> Problem details
Print the records exactly. Every mark must remain.

> Records shown
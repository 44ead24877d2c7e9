#[derive(Clone, Copy, Debug)]
pub struct TableOptions {
    pub max_width: Option<usize>,
    pub color: bool,
}

const MIN_COLUMN: usize = 4;
const SEPARATOR: &str = "  ";

/// Render an aligned table; numeric cells are right-aligned.
#[must_use]
pub fn render_table(headers: &[&str], rows: &[Vec<String>], options: TableOptions) -> String {
    let mut widths: Vec<usize> = headers
        .iter()
        .enumerate()
        .map(|(index, header)| {
            rows.iter()
                .filter_map(|row| row.get(index))
                .map(|cell| cell.chars().count())
                .chain([header.chars().count(), MIN_COLUMN])
                .max()
                .unwrap_or(MIN_COLUMN)
        })
        .collect();

    if let Some(max_width) = options.max_width {
        shrink_to(&mut widths, headers, max_width);
    }

    let header_line = headers
        .iter()
        .zip(&widths)
        .map(|(header, width)| pad(&truncate(header, *width), *width, false))
        .collect::<Vec<_>>()
        .join(SEPARATOR);
    let divider = "-".repeat(header_line.chars().count());

    let mut lines = vec![header_line, divider];
    for row in rows {
        let line = widths
            .iter()
            .enumerate()
            .map(|(index, width)| {
                let cell = truncate(row.get(index).map_or("-", String::as_str), *width);
                let padded = pad(&cell, *width, looks_numeric(&cell));
                if options.color {
                    colorize(&padded, &cell)
                } else {
                    padded
                }
            })
            .collect::<Vec<_>>()
            .join(SEPARATOR);
        lines.push(line);
    }
    lines.join("\n")
}

/// Narrow the widest column one character at a time until the table fits.
fn shrink_to(widths: &mut [usize], headers: &[&str], max_width: usize) {
    let separators = widths.len().saturating_sub(1) * SEPARATOR.len();
    while widths.iter().sum::<usize>() + separators > max_width {
        let widest = widths
            .iter()
            .enumerate()
            .filter(|(index, width)| **width > headers[*index].chars().count().max(MIN_COLUMN))
            .max_by_key(|(_, width)| **width)
            .map(|(index, _)| index);
        match widest {
            Some(index) => widths[index] -= 1,
            None => break,
        }
    }
}

fn truncate(value: &str, width: usize) -> String {
    if value.chars().count() <= width {
        return value.to_string();
    }
    let mut out: String = value.chars().take(width.saturating_sub(1)).collect();
    out.push('…');
    out
}

fn pad(value: &str, width: usize, right_align: bool) -> String {
    let fill = " ".repeat(width.saturating_sub(value.chars().count()));
    if right_align {
        format!("{fill}{value}")
    } else {
        format!("{value}{fill}")
    }
}

fn looks_numeric(value: &str) -> bool {
    let trimmed = value.trim();
    !trimmed.is_empty() && trimmed.parse::<f64>().is_ok()
}

fn colorize(padded: &str, cell: &str) -> String {
    let code = match cell.trim().to_ascii_lowercase().as_str() {
        "true" | "authenticated" | "reachable" | "ok" => "32",
        "no score available" | "no description" | "pending" => "33",
        "false" | "failed" | "unreachable" | "error" => "31",
        _ => return padded.to_string(),
    };
    format!("\u{1b}[{code}m{padded}\u{1b}[0m")
}

#[cfg(test)]
mod tests {
    use super::*;

    const PLAIN: TableOptions = TableOptions {
        max_width: None,
        color: false,
    };

    #[test]
    fn columns_align_and_numbers_right_align() {
        let rows = vec![
            vec!["1".to_string(), "Alpha".to_string()],
            vec!["12".to_string(), "A much longer name".to_string()],
        ];
        let table = render_table(&["id", "name"], &rows, PLAIN);
        let lines: Vec<&str> = table.lines().collect();

        assert_eq!(lines.len(), 4);
        assert!(lines[1].chars().all(|c| c == '-'));
        assert!(lines[2].starts_with("   1  Alpha"));
        assert!(lines[3].starts_with("  12  A much longer name"));
    }

    #[test]
    fn missing_cells_render_as_dash() {
        let rows = vec![vec!["only".to_string()]];
        let table = render_table(&["a", "b"], &rows, PLAIN);
        assert!(table.lines().nth(2).is_some_and(|line| line.contains('-')));
    }

    #[test]
    fn shrinks_widest_column_to_fit() {
        let rows = vec![vec!["x".to_string(), "y".repeat(60)]];
        let table = render_table(
            &["id", "topic"],
            &rows,
            TableOptions {
                max_width: Some(40),
                color: false,
            },
        );
        let row = table.lines().nth(2).expect("row");
        assert_eq!(row.chars().count(), 40);
        assert!(row.ends_with('…'));
    }

    #[test]
    fn color_wraps_known_statuses_only() {
        let options = TableOptions {
            max_width: None,
            color: true,
        };
        let rows = vec![vec!["true".to_string()], vec!["Alpha".to_string()]];
        let table = render_table(&["value"], &rows, options);
        assert!(table.contains("\u{1b}[32m"));
        assert!(table.lines().nth(3).is_some_and(|line| !line.contains('\u{1b}')));
    }
}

> Answer section
repository 44ead24877d2c7e9
#[derive(Clone, Copy, Debug)]
pub struct TableOptions {
    pub max_width: Option<usize>,
    pub color: bool,
}

const MIN_COLUMN: usize = 4;
const SEPARATOR: &str = "  ";

/// Render an aligned table; numeric cells are right-aligned.
#[must_use]
pub fn render_table(headers: &[&str], rows: &[Vec<String>], options: TableOptions) -> String {
    let mut widths: Vec<usize> = headers
        .iter()
        .enumerate()
        .map(|(index, header)| {
            rows.iter()
                .filter_map(|row| row.get(index))
                .map(|cell| cell.chars().count())
                .chain([header.chars().count(), MIN_COLUMN])
                .max()
                .unwrap_or(MIN_COLUMN)
        })
        .collect();

    if let Some(max_width) = options.max_width {
        shrink_to(&mut widths, headers, max_width);
    }

    let header_line = headers
        .iter()
        .zip(&widths)
        .map(|(header, width)| pad(&truncate(header, *width), *width, false))
        .collect::<Vec<_>>()
        .join(SEPARATOR);
    let divider = "-".repeat(header_line.chars().count());

    let mut lines = vec![header_line, divider];
    for row in rows {
        let line = widths
            .iter()
            .enumerate()
            .map(|(index, width)| {
                let cell = truncate(row.get(index).map_or("-", String::as_str), *width);
                let padded = pad(&cell, *width, looks_numeric(&cell));
                if options.color {
                    colorize(&padded, &cell)
                } else {
                    padded
                }
            })
            .collect::<Vec<_>>()
            .join(SEPARATOR);
        lines.push(line);
    }
    lines.join("\n")
}

/// Narrow the widest column one character at a time until the table fits.
fn shrink_to(widths: &mut [usize], headers: &[&str], max_width: usize) {
    let separators = widths.len().saturating_sub(1) * SEPARATOR.len();
    while widths.iter().sum::<usize>() + separators > max_width {
        let widest = widths
            .iter()
            .enumerate()
            .filter(|(index, width)| **width > headers[*index].chars().count().max(MIN_COLUMN))
            .max_by_key(|(_, width)| **width)
            .map(|(index, _)| index);
        match widest {
            Some(index) => widths[index] -= 1,
            None => break,
        }
    }
}

fn truncate(value: &str, width: usize) -> String {
    if value.chars().count() <= width {
        return value.to_string();
    }
    let mut out: String = value.chars().take(width.saturating_sub(1)).collect();
    out.push('…');
    out
}

fn pad(value: &str, width: usize, right_align: bool) -> String {
    let fill = " ".repeat(width.saturating_sub(value.chars().count()));
    if right_align {
        format!("{fill}{value}")
    } else {
        format!("{value}{fill}")
    }
}

fn looks_numeric(value: &str) -> bool {
    let trimmed = value.trim();
    !trimmed.is_empty() && trimmed.parse::<f64>().is_ok()
}

fn colorize(padded: &str, cell: &str) -> String {
    let code = match cell.trim().to_ascii_lowercase().as_str() {
        "true" | "authenticated" | "reachable" | "ok" => "32",
        "no score available" | "no description" | "pending" => "33",
        "false" | "failed" | "unreachable" | "error" => "31",
        _ => return padded.to_string(),
    };
    format!("\u{1b}[{code}m{padded}\u{1b}[0m")
}

#[cfg(test)]
mod tests {
    use super::*;

    const PLAIN: TableOptions = TableOptions {
        max_width: None,
        color: false,
    };

    #[test]
    fn columns_align_and_numbers_right_align() {
        let rows = vec![
            vec!["1".to_string(), "Alpha".to_string()],
            vec!["12".to_string(), "A much longer name".to_string()],
        ];
        let table = render_table(&["id", "name"], &rows, PLAIN);
        let lines: Vec<&str> = table.lines().collect();

        assert_eq!(lines.len(), 4);
        assert!(lines[1].chars().all(|c| c == '-'));
        assert!(lines[2].starts_with("   1  Alpha"));
        assert!(lines[3].starts_with("  12  A much longer name"));
    }

    #[test]
    fn missing_cells_render_as_dash() {
        let rows = vec![vec!["only".to_string()]];
        let table = render_table(&["a", "b"], &rows, PLAIN);
        assert!(table.lines().nth(2).is_some_and(|line| line.contains('-')));
    }

    #[test]
    fn shrinks_widest_column_to_fit() {
        let rows = vec![vec!["x".to_string(), "y".repeat(60)]];
        let table = render_table(
            &["id", "topic"],
            &rows,
            TableOptions {
                max_width: Some(40),
                color: false,
            },
        );
        let row = table.lines().nth(2).expect("row");
        assert_eq!(row.chars().count(), 40);
        assert!(row.ends_with('…'));
    }

    #[test]
    fn color_wraps_known_statuses_only() {
        let options = TableOptions {
            max_width: None,
            color: true,
        };
        let rows = vec![vec!["true".to_string()], vec!["Alpha".to_string()]];
        let table = render_table(&["value"], &rows, options);
        assert!(table.contains("\u{1b}[32m"));
        assert!(table.lines().nth(3).is_some_and(|line| !line.contains('\u{1b}')));
    }
}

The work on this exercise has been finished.